Significant Role of DNA Backbone in Mediating the Transition Origin of Electronic Excitations of B-DNA - Implication from Long Range Corrected TDDFT and Quantified NTO Analysis

We systematically investigate the possible complex transition origin of electronic excitations of giant molecular systems by using the recently proposed QNTO analysis [J.-H. Li, J.-D. Chai, G. Y. Guo and M. Hayashi, Chem. Phys. Lett., 2011, 514, 362.] combined with long-range corrected TDDFT calculations. Thymine (Thy) related excitations of biomolecule B-DNA are then studied as examples, where the model systems have been constructed extracting from the perfect or a X-ray crystal (PDB code 3BSE) B-DNA structure with at least one Thy included.
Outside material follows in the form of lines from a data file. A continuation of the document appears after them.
#![no_main]
use arbitrary::Arbitrary;
use libfuzzer_sys::fuzz_target;

#[derive(Arbitrary, Debug)]
struct Input {
    body: Vec<u8>,
    chunk: u8,
}

fuzz_target!(|input: Input| {
    if input.body.len() > 16384 { return; }
    let opts = csvsig::container::ContainerOptions { chunk_size: usize::from(input.chunk).max(1) };
    let Ok(pair) = csvsig::container::SignaturePair::new("FUZZSIG1", "FUZZSIG2") else { return };
    let mut signed = Vec::new();
    if csvsig::container::embed_stream(&input.body[..], &mut signed, &pair, &opts).is_err() {
        return;
    }
    let mut clean = Vec::new();
    let got = match csvsig::container::extract_stream(&signed[..], &mut clean, &opts) {
        Ok(p) => p,
        Err(e) => panic!("embedded output failed to extract: {e}"),
    };
    assert_eq!(got, pair);
    // An unterminated last header line gains a line ending on embed.
    if clean != input.body {
        assert!(clean.starts_with(&input.body));
    }
});
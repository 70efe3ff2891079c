#[path = "mod_embed_extract.rs"]
mod embed_extract_tests;
#[path = "mod_consumer_view.rs"]
mod consumer_view_tests;
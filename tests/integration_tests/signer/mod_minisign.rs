// These run only when a `minisign` binary is on PATH.
use csvsig::signer::{MinisignSigner, Signer, Verification};
use tempfile::tempdir;

use crate::integration_tests::_support::{SAMPLE, write};

fn available() -> Option<MinisignSigner> {
    let signer = MinisignSigner::new("minisign").passwordless(true);
    if signer.is_available() {
        Some(signer)
    } else {
        eprintln!("minisign not found on PATH; skipping");
        None
    }
}

#[test]
fn real_minisign_sign_and_verify() {
    let Some(signer) = available() else { return };
    let dir = tempdir().unwrap();
    let (pk, sk) = (dir.path().join("m.pub"), dir.path().join("m.key"));
    signer.generate_keypair(&pk, &sk, false).unwrap();

    let msg = write(dir.path(), "m.csv", SAMPLE);
    let pair = signer.sign(&msg, &sk, "X123").unwrap();
    let blob = write(
        dir.path(),
        "m.minisig",
        &csvsig::container::SignatureBlob::new(pair, "X123").to_bytes(),
    );
    assert_eq!(signer.verify(&msg, &blob, &pk).unwrap(), Verification::Valid);

    write(dir.path(), "m.csv", b"tampered\n");
    assert!(matches!(signer.verify(&msg, &blob, &pk), Ok(Verification::Invalid { .. }) | Err(_)));
}

#[test]
fn unknown_binary_reports_failures() {
    let dir = tempdir().unwrap();
    let signer = MinisignSigner::new(dir.path().join("no-such-minisign"));
    assert!(!signer.is_available());
    let err = signer
        .generate_keypair(&dir.path().join("p"), &dir.path().join("s"), false)
        .unwrap_err();
    assert!(matches!(err, csvsig::errors::SignError::SignerFailure(_)));
}
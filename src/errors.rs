use thiserror::Error;

#[derive(Debug, Error)]
pub enum SignError {
    #[error("I/O error: {0}")]
    Io(#[from] std::io::Error),

    #[error("Missing argument: {0}")]
    MissingArgument(String),

    #[error("Does not look like a signed file: {0}")]
    NotSigned(String),

    #[error("File is already signed: {0}")]
    AlreadySigned(String),

    #[error("Malformed signature: {0}")]
    MalformedSignature(String),

    #[error("Signer failure: {0}")]
    SignerFailure(String),

    #[error("Signature verification failed: {0}")]
    InvalidSignature(String),

    #[error("Verifier failure: {0}")]
    VerifierFailure(String),

    #[error("Config error: {0}")]
    Config(String),
}

impl SignError {
    /// Process exit code used by the CLI for this error.
    #[must_use]
    pub fn exit_code(&self) -> i32 {
        match self {
            SignError::NotSigned(_) => 2,
            SignError::InvalidSignature(_) => 3,
            _ => 1,
        }
    }
}
//! Full-screen TUI for Peep.

pub mod effects;
pub mod events;
pub mod render;
pub mod runtime;
pub mod state;
pub mod terminal;
pub mod update;

use std::io::{IsTerminal, stderr};

use anyhow::Result;
use peep_core::auth::SessionCache;
use peep_core::config::Config;
pub use runtime::TuiRuntime;

/// Runs the interactive profile screen.
///
/// # Errors
/// Returns an error if the terminal cannot be set up or the session cache
/// cannot be read.
pub fn run_screen(config: Config) -> Result<()> {
    // The screen requires a terminal to render
    if !stderr().is_terminal() {
        anyhow::bail!(
            "The profile screen requires a terminal.\n\
             Use `peep profile` for non-interactive output."
        );
    }

    let session = SessionCache::load()?;
    let mut runtime = TuiRuntime::new(config, session.account)?;
    runtime.run()
}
In the first part, we consider the systems composed of a core molecular segment (e.g. Thy, di-Thy) and a surrounding physical/chemical environment of interest (e.g. backbone, adjacent stacking nucleobases) and examine how the excitation properties of the core vary in response to the environment. We find that the orbitals contributed from DNA backbone and surrounding nucleobases often participate in a transition of Thy-related excitations affecting their composition, absorption energy, and oscillator strength. In the second part, we take into account geometrically induced variation of the excitation properties of various B-DNA segments, e.g. di-Thy, dTpdT etc., obtained from different sources (ideal and 3BSE). It is found that the transition origin of several Thy-related excitations of these segments is sensitive to slight conformational variations, suggesting that DNA with thermal motions in cells may from time to time exhibit very different photo-induced physical and/or chemical processes.